* How to complete this task: Copy all of the records word for word.

(Stored data)
//! `mockbird` - Expectation core for an HTTP mocking server
//!
//! This library provides the expectation-definition and dynamic-response
//! core of an HTTP mock: schema-gated intake of expectation JSON, the
//! canonical wire form, prioritized expectation lifecycle, template
//! contexts for script-generated responses, and traffic verification.

pub mod canonical;
pub mod error;
pub mod lifecycle;
pub mod matching;
pub mod model;
pub mod schema;
pub mod template;
pub mod verify;

pub use error::{MockbirdError, Result};
pub use lifecycle::ExpectationStore;
pub use model::{Expectation, HttpRequest, HttpResponse};
pub use schema::SchemaRegistry;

* Solution below:
//! `mockbird` - Expectation core for an HTTP mocking server
//!
//! This library provides the expectation-definition and dynamic-response
//! core of an HTTP mock: schema-gated intake of expectation JSON, the
//! canonical wire form, prioritized expectation lifecycle, template
//! contexts for script-generated responses, and traffic verification.

pub mod canonical;
pub mod error;
pub mod lifecycle;
pub mod matching;
pub mod model;
pub mod schema;
pub mod template;
pub mod verify;

pub use error::{MockbirdError, Result};
pub use lifecycle::ExpectationStore;
pub use model::{Expectation, HttpRequest, HttpResponse};
pub use schema::SchemaRegistry;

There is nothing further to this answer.